What all this means is that the occupational therapist is highly trained in many areas. Because O.T. is so broad based, it might seem a little confusing to people not in the medical field. The best way to understand the scope of occupational therapy is to understand how problems can impact activities of daily living. For example, if you injure your arm, how does that affect your ADL’s? Well, if you can’t put on or take off your clothes, or can’t brush your hair, or can’t prepare food, it is a problem that needs to be treated by an O.T. The therapist’s job would be to rehabilitate the arm via exercise, and to retrain the muscles so that ADL skills can be restored to the pre-injured level.

So this is a long introduction to the real topic, which is about parenting a child who needs O.T. services. Over the years I have had the opportunity to treat very rare conditions and severely involved babies and children. I have probably treated hundreds of patients. What I found is that often times one of the biggest issues in the success of the therapy was in the behavior of the parent. For many years, I worked with a PT who was very good. We shared a case with a very involved baby who had ACC (agenesis of the corpus collosum). The disorder essentially meant that brain function was impaired. She also had myelination problems, which meant that her muscles were very weak. From day one the PT and I had a pretty good idea of what was wrong with this child. And for over a year, the mom insisted that the doctors said she was going to be okay. One day, while I was in the bathroom, I saw a medical report that had been forgotten on the sink. Of course it described in detail the official diagnosis – which is exactly what we had thought all along. Either the mom didn’t think we could figure out ourselves what was wrong, or she was in denial, but her refusal to discuss openly what was wrong affected the therapy sessions. We couldn’t treat her daughter as aggressively as we thought she needed, because the mom refused to admit anything was seriously wrong. Every time we broached the subject, the mom dismissed the conversation.

Conversely, I have had cases where the child had no marked issues and the parent was “over-treating”. The mom would insist that there was something seriously wrong with her child, and she would spend time and money visiting doctors and specialists in an attempt to validate her beliefs.
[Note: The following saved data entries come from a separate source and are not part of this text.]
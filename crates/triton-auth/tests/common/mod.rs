// ABOUTME: Shared helpers for triton-auth integration tests.
// ABOUTME: Fixture loading, header parsing, and a fake SSH agent on a Unix socket.

#![allow(dead_code)]

use base64::Engine;
use rsa::pkcs1::DecodeRsaPrivateKey;
use rsa::{Pkcs1v15Sign, RsaPrivateKey};
use sha1::{Digest, Sha1};
use ssh_encoding::{Decode, Encode};
use std::io::{Read, Write};
use std::os::unix::net::{UnixListener, UnixStream};
use std::path::PathBuf;
use std::sync::{Arc, Mutex};
use std::thread;
use tempfile::TempDir;

pub const RSA_PEM: &str = include_str!("../fixtures/rsa2048.pem");
pub const RSA_PUB: &str = include_str!("../fixtures/rsa2048.pub");
pub const RSA_FINGERPRINT: &str = "fe:64:fc:2c:5b:5d:ff:7c:79:7f:11:d3:6e:b6:f6:6b";

pub const OTHER_RSA_PUB: &str = include_str!("../fixtures/rsa_other.pub");
pub const OTHER_RSA_FINGERPRINT: &str = "5f:17:78:ec:7a:ca:02:44:51:ce:97:bb:cb:7d:6c:fc";

pub const EC256_PEM: &str = include_str!("../fixtures/ec256.pem");
pub const EC256_PUB: &str = include_str!("../fixtures/ec256.pub");
pub const EC256_FINGERPRINT: &str = "55:79:38:9c:c8:1d:73:c5:d7:dc:ec:c1:41:dd:d3:5d";

pub const EC384_OPENSSH: &str = include_str!("../fixtures/ec384_openssh");
pub const EC384_PUB: &str = include_str!("../fixtures/ec384.pub");
pub const EC384_FINGERPRINT: &str = "1d:c7:9e:dc:17:79:63:c3:cd:75:d9:37:4f:8c:e2:eb";

pub const EC521_PEM: &str = include_str!("../fixtures/ec521.pem");
pub const EC521_PUB: &str = include_str!("../fixtures/ec521.pub");
pub const EC521_FINGERPRINT: &str = "c0:70:ef:fd:4f:92:16:cb:84:88:14:24:60:af:69:95";

pub const TEST_DATE: &str = "Tue, 15 Nov 1994 08:12:31 GMT";

/// Decode the key blob from an OpenSSH `.pub` line.
pub fn public_blob(line: &str) -> Vec<u8> {
    let encoded = line.split_whitespace().nth(1).expect("pub line has a blob");
    base64::engine::general_purpose::STANDARD
        .decode(encoded)
        .expect("blob should be base64")
}

/// Split a buffer of consecutive SSH strings.
pub fn ssh_strings(mut buf: &[u8]) -> Vec<Vec<u8>> {
    let mut out = Vec::new();
    while !buf.is_empty() {
        out.push(Vec::<u8>::decode(&mut buf).expect("buffer holds SSH strings"));
    }
    out
}

/// Extract one `name="value"` field from an Authorization header.
pub fn header_field<'a>(header: &'a str, field: &str) -> Option<&'a str> {
    header
        .strip_prefix("Signature ")?
        .split(',')
        .find_map(|part| {
            let (name, value) = part.split_once('=')?;
            (name == field).then(|| value.trim_matches('"'))
        })
}

/// Base64-decoded signature from an Authorization header.
pub fn header_signature(header: &str) -> Vec<u8> {
    let encoded = header_field(header, "signature").expect("header has a signature");
    base64::engine::general_purpose::STANDARD
        .decode(encoded)
        .expect("signature should be base64")
}

pub fn rsa_key() -> RsaPrivateKey {
    RsaPrivateKey::from_pkcs1_pem(RSA_PEM).expect("fixture RSA key should parse")
}

/// A key the fake agent advertises.
pub struct AgentKey {
    pub blob: Vec<u8>,
    pub comment: String,
    /// Private half, if the agent can really sign with this key.
    pub private: Option<RsaPrivateKey>,
}

impl AgentKey {
    pub fn public_only(pub_line: &str, comment: &str) -> Self {
        Self {
            blob: public_blob(pub_line),
            comment: comment.to_string(),
            private: None,
        }
    }

    pub fn with_rsa(pub_line: &str, comment: &str, private: RsaPrivateKey) -> Self {
        Self {
            private: Some(private),
            ..Self::public_only(pub_line, comment)
        }
    }
}

/// Minimal SSH agent serving list-keys and sign requests over a Unix socket.
///
/// Every sign request's key blob is recorded so tests can assert which key
/// was used.
pub struct FakeAgent {
    pub socket: PathBuf,
    signed_blobs: Arc<Mutex<Vec<Vec<u8>>>>,
    _dir: TempDir,
}

impl FakeAgent {
    /// Start an agent that answers sign requests with `signature_format`.
    pub fn start(keys: Vec<AgentKey>, signature_format: &'static str) -> Self {
        Self::start_with_limit(keys, signature_format, None)
    }

    /// Like [`FakeAgent::start`], but each connection is closed after
    /// `max_requests` requests.
    pub fn start_with_limit(
        keys: Vec<AgentKey>,
        signature_format: &'static str,
        max_requests: Option<usize>,
    ) -> Self {
        let dir = tempfile::tempdir().expect("should create temp dir");
        let socket = dir.path().join("agent.sock");
        let listener = UnixListener::bind(&socket).expect("should bind agent socket");

        let keys = Arc::new(keys);
        let signed_blobs = Arc::new(Mutex::new(Vec::new()));
        let recorded = Arc::clone(&signed_blobs);

        thread::spawn(move || {
            for stream in listener.incoming() {
                let Ok(stream) = stream else { break };
                let keys = Arc::clone(&keys);
                let recorded = Arc::clone(&recorded);
                thread::spawn(move || {
                    serve(stream, &keys, &recorded, signature_format, max_requests)
                });
            }
        });

        Self {
            socket,
            signed_blobs,
            _dir: dir,
        }
    }

    /// Key blobs of every sign request received so far.
    pub fn signed_blobs(&self) -> Vec<Vec<u8>> {
        self.signed_blobs.lock().unwrap().clone()
    }
}

fn serve(
    mut stream: UnixStream,
    keys: &[AgentKey],
    recorded: &Mutex<Vec<Vec<u8>>>,
    signature_format: &str,
    max_requests: Option<usize>,
) {
    let mut handled = 0;
    loop {
        if max_requests.is_some_and(|max| handled >= max) {
            return;
        }

        let mut prefix = [0u8; 4];
        if stream.read_exact(&mut prefix).is_err() {
            return;
        }
        let len = u32::decode(&mut prefix.as_slice()).expect("four bytes hold a length");
        let mut body = vec![0u8; len as usize];
        if stream.read_exact(&mut body).is_err() {
            return;
        }
        handled += 1;

        let reply = match body[0] {
            11 => identities_answer(keys),
            13 => sign_response(&body[1..], keys, recorded, signature_format),
            _ => vec![5],
        };

        let mut framed = Vec::new();
        reply.encode(&mut framed).expect("should frame reply");
        if stream.write_all(&framed).is_err() {
            return;
        }
    }
}

fn identities_answer(keys: &[AgentKey]) -> Vec<u8> {
    let mut reply = vec![12];
    (keys.len() as u32).encode(&mut reply).unwrap();
    for key in keys {
        key.blob.encode(&mut reply).unwrap();
        key.comment.encode(&mut reply).unwrap();
    }
    reply
}

fn sign_response(
    request: &[u8],
    keys: &[AgentKey],
    recorded: &Mutex<Vec<Vec<u8>>>,
    signature_format: &str,
) -> Vec<u8> {
    let mut reader = request;
    let blob = Vec::<u8>::decode(&mut reader).expect("request has a key blob");
    let data = Vec::<u8>::decode(&mut reader).expect("request has data");
    assert_eq!(u32::decode(&mut reader).expect("request has flags"), 0);
    recorded.lock().unwrap().push(blob.clone());

    let Some(key) = keys.iter().find(|k| k.blob == blob) else {
        return vec![5];
    };

    let raw = match &key.private {
        Some(private) => private
            .sign(Pkcs1v15Sign::new::<Sha1>(), &Sha1::digest(&data))
            .expect("fake agent should sign"),
        None => b"opaque-signature".to_vec(),
    };

    let mut signature = Vec::new();
    signature_format.encode(&mut signature).unwrap();
    raw.encode(&mut signature).unwrap();

    let mut reply = vec![14];
    signature.encode(&mut reply).unwrap();
    reply
}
All the attention and medical intervention made the child nervous and high strung, which added to the mom’s convictions.

Having a child with a problem, albeit large or small, can bring out a lot of personal issues with a parent. Family dynamics and unresolved emotional issues are entwined with the child’s condition. If a parent is in denial, the child doesn’t get appropriate treatment. If the parent “needs” to make the problem bigger than it is, such as the case in Munchausen by proxy, then the child is at risk as well. This is a condition whereby a parent literally makes their child sick in order to gain attention from the medical community and others. Parents whose attitudes are “what did I do to deserve this” can manifest in oppositional behaviors from a child who otherwise might be “normal”. Moms or Dads who get frustrated or angry with their child because of their child’s physical or emotional problems only serve to exacerbate the problems. Labeling a child who is not ADHD, but has hyperactive and inattention symptoms, into the ADHD category can stigmatize the child and cause self-esteem issues.

The overarching point I am trying to make is that an occupational therapist’s training is sufficient for them to sift through all the extraneous issues and recognize the true nature of any child development problem. I have never treated based on verbal report by family. I will listen to what they say, and observe the family interactions with the patient, but my treatment is solely based on symptoms and clinical observation. If there has been a conclusive diagnosis by a specialist based on quantitative information, rather than qualitative, I will use that as well to guide treatment. But I have learned that parents can be too emotionally tied in to be able to give accurate advice. I listen to their concerns, and I empathize with their situation, but my responsibility is to my patient, and to administer appropriate care. My education gave me the tools that I need to be confident in my treatment.